Making friends in a new environment is tough. However, when everyone around you is also trying to make friends, it is a little easier. Going into this program, I was alone. I suspected it would be days, maybe even weeks before I found a good group of friends while abroad, but I was wrong. My flight to Barcelona left from the New York airport, JFK, and so did almost everyone else’s in my program. When I arrived to my gate, it was full of kids my age introducing themselves, getting each other’s numbers, and discussing their worries and hopes for studying abroad. There, I met four girls I now can’t imagine my time abroad without. We were able to sit together on our flight, taxi to our new dorms together, and shop for our newly needed necessities that same day. From that flight, we were inseparable. We went to orientation together, traveled together, had dinner together almost every night and everything else in between.
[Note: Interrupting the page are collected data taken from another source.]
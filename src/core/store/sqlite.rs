//! SQLite-backed key-value store
//!
//! One table of `(key, value, updated_at)` rows. The database is user-local;
//! on a schema version mismatch the tables are dropped and recreated, there
//! are no migrations. A version that cannot be read is an error, not a
//! mismatch.

use std::fs;
use std::path::{Path, PathBuf};

use chrono::Utc;
use rusqlite::{params, Connection, OptionalExtension};

use super::{KeyValueStore, StoreError};

/// Current schema version - tables are recreated on mismatch
const SCHEMA_VERSION: i32 = 1;

/// Key-value store in a SQLite database
pub struct SqliteStore {
    conn: Connection,
    path: Option<PathBuf>,
}

impl SqliteStore {
    /// Open or create the store at `path`, creating parent directories
    pub fn open(path: &Path) -> Result<Self, StoreError> {
        if let Some(parent) = path.parent() {
            if !parent.as_os_str().is_empty() {
                fs::create_dir_all(parent)?;
            }
        }

        let conn = Connection::open(path)?;

        // WAL keeps readers from blocking on a writer in another process
        conn.execute_batch("PRAGMA journal_mode=WAL;")?;

        let mut store = Self {
            conn,
            path: Some(path.to_path_buf()),
        };
        store.ensure_schema()?;
        Ok(store)
    }

    /// Open a private in-memory database
    pub fn open_in_memory() -> Result<Self, StoreError> {
        let conn = Connection::open_in_memory()?;
        let mut store = Self { conn, path: None };
        store.ensure_schema()?;
        Ok(store)
    }

    /// Database file location, `None` for in-memory stores
    pub fn path(&self) -> Option<&Path> {
        self.path.as_deref()
    }

    fn ensure_schema(&mut self) -> Result<(), StoreError> {
        // Only a missing table or an empty one counts as "no schema yet";
        // any other read failure must not reach the DROP below.
        let has_version_table: bool = self.conn.query_row(
            "SELECT EXISTS(SELECT 1 FROM sqlite_master WHERE type = 'table' AND name = 'schema_version')",
            [],
            |row| row.get(0),
        )?;
        let current_version: i32 = if has_version_table {
            self.conn
                .query_row("SELECT version FROM schema_version LIMIT 1", [], |row| {
                    row.get(0)
                })
                .optional()?
                .unwrap_or(0)
        } else {
            0
        };

        if current_version == SCHEMA_VERSION {
            return Ok(());
        }

        tracing::debug!(
            found = current_version,
            expected = SCHEMA_VERSION,
            "recreating key-value schema"
        );

        self.conn.execute_batch(
            r#"
            DROP TABLE IF EXISTS schema_version;
            DROP TABLE IF EXISTS kv_store;

            CREATE TABLE schema_version (
                version INTEGER PRIMARY KEY
            );

            CREATE TABLE kv_store (
                key TEXT PRIMARY KEY,
                value TEXT NOT NULL,
                updated_at TEXT NOT NULL
            );
            "#,
        )?;
        self.conn.execute(
            "INSERT INTO schema_version (version) VALUES (?1)",
            params![SCHEMA_VERSION],
        )?;
        Ok(())
    }
}

impl KeyValueStore for SqliteStore {
    fn get(&self, key: &str) -> Result<Option<String>, StoreError> {
        let value = self
            .conn
            .query_row(
                "SELECT value FROM kv_store WHERE key = ?1",
                params![key],
                |row| row.get(0),
            )
            .optional()?;
        Ok(value)
    }

    fn set(&mut self, key: &str, value: &str) -> Result<(), StoreError> {
        self.conn.execute(
            r#"INSERT INTO kv_store (key, value, updated_at) VALUES (?1, ?2, ?3)
               ON CONFLICT(key) DO UPDATE SET value = excluded.value, updated_at = excluded.updated_at"#,
            params![key, value, Utc::now().to_rfc3339()],
        )?;
        Ok(())
    }

    fn remove(&mut self, key: &str) -> Result<(), StoreError> {
        self.conn
            .execute("DELETE FROM kv_store WHERE key = ?1", params![key])?;
        Ok(())
    }

    fn keys(&self) -> Result<Vec<String>, StoreError> {
        let mut stmt = self.conn.prepare("SELECT key FROM kv_store ORDER BY key")?;
        let rows = stmt.query_map([], |row| row.get::<_, String>(0))?;
        let mut keys = Vec::new();
        for key in rows {
            keys.push(key?);
        }
        Ok(keys)
    }
}

#[cfg(test)]
mod tests {
    use super::*;
    use tempfile::tempdir;

    #[test]
    fn test_in_memory_roundtrip() {
        let mut store = SqliteStore::open_in_memory().unwrap();
        assert_eq!(store.get("records-store").unwrap(), None);

        store.set("records-store", "[]").unwrap();
        store.set("records-store", "[1]").unwrap();
        assert_eq!(store.get("records-store").unwrap(), Some("[1]".to_string()));
        assert_eq!(store.keys().unwrap(), vec!["records-store".to_string()]);

        store.remove("records-store").unwrap();
        assert_eq!(store.get("records-store").unwrap(), None);
    }

    #[test]
    fn test_values_survive_reopen() {
        let tmp = tempdir().unwrap();
        let path = tmp.path().join("nested/dir/store.db");

        {
            let mut store = SqliteStore::open(&path).unwrap();
            store.set("view-metadata-store", "[]").unwrap();
        }

        let store = SqliteStore::open(&path).unwrap();
        assert_eq!(store.path(), Some(path.as_path()));
        assert_eq!(
            store.get("view-metadata-store").unwrap(),
            Some("[]".to_string())
        );
    }

    #[test]
    fn test_schema_mismatch_recreates_tables() {
        let tmp = tempdir().unwrap();
        let path = tmp.path().join("store.db");

        {
            let mut store = SqliteStore::open(&path).unwrap();
            store.set("records-store", "[]").unwrap();
            store
                .conn
                .execute("UPDATE schema_version SET version = 0", [])
                .unwrap();
        }

        let store = SqliteStore::open(&path).unwrap();
        assert_eq!(store.get("records-store").unwrap(), None);
    }

    #[test]
    fn test_empty_version_table_recreates_tables() {
        let tmp = tempdir().unwrap();
        let path = tmp.path().join("store.db");

        {
            let store = SqliteStore::open(&path).unwrap();
            store.conn.execute("DELETE FROM schema_version", []).unwrap();
        }

        let mut store = SqliteStore::open(&path).unwrap();
        store.set("records-store", "[]").unwrap();
        assert_eq!(store.keys().unwrap(), vec!["records-store".to_string()]);
    }

    #[test]
    fn test_unreadable_version_keeps_data() {
        let tmp = tempdir().unwrap();
        let path = tmp.path().join("store.db");

        {
            let mut store = SqliteStore::open(&path).unwrap();
            store.set("view-metadata-store", "[{\"userId\":\"user_1\"}]").unwrap();
            store
                .conn
                .execute_batch(
                    "DROP TABLE schema_version;
                     CREATE TABLE schema_version (version TEXT);
                     INSERT INTO schema_version (version) VALUES ('not-a-number');",
                )
                .unwrap();
        }

        let err = SqliteStore::open(&path).err().unwrap();
        assert!(matches!(err, StoreError::Sqlite(_)));

        // The failed open left the stored blobs in place
        let conn = Connection::open(&path).unwrap();
        let value: String = conn
            .query_row(
                "SELECT value FROM kv_store WHERE key = 'view-metadata-store'",
                [],
                |row| row.get(0),
            )
            .unwrap();
        assert!(value.contains("user_1"));
    }
}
I was lucky my flight happened to be the flight a lot of other students chose, but I do believe if I wouldn’t have met them, it wouldn’t have taken me long to find another good group of friends. There were 1000 students in my program, many of them coming alone like me. Because of this, although a lot of us were shy, we were more open to starting conversations, introducing ourselves and making dinner plans. We knew that being abroad would be hard, but we also knew that doing it without friends would’ve been harder. We worked harder to make connections and create bonds then we maybe would’ve at our home schools. I know not everyone’s experience abroad is the same, but being alone will truly push you to do things you would’ve never imagined yourself doing, like asking someone you just met to dinner.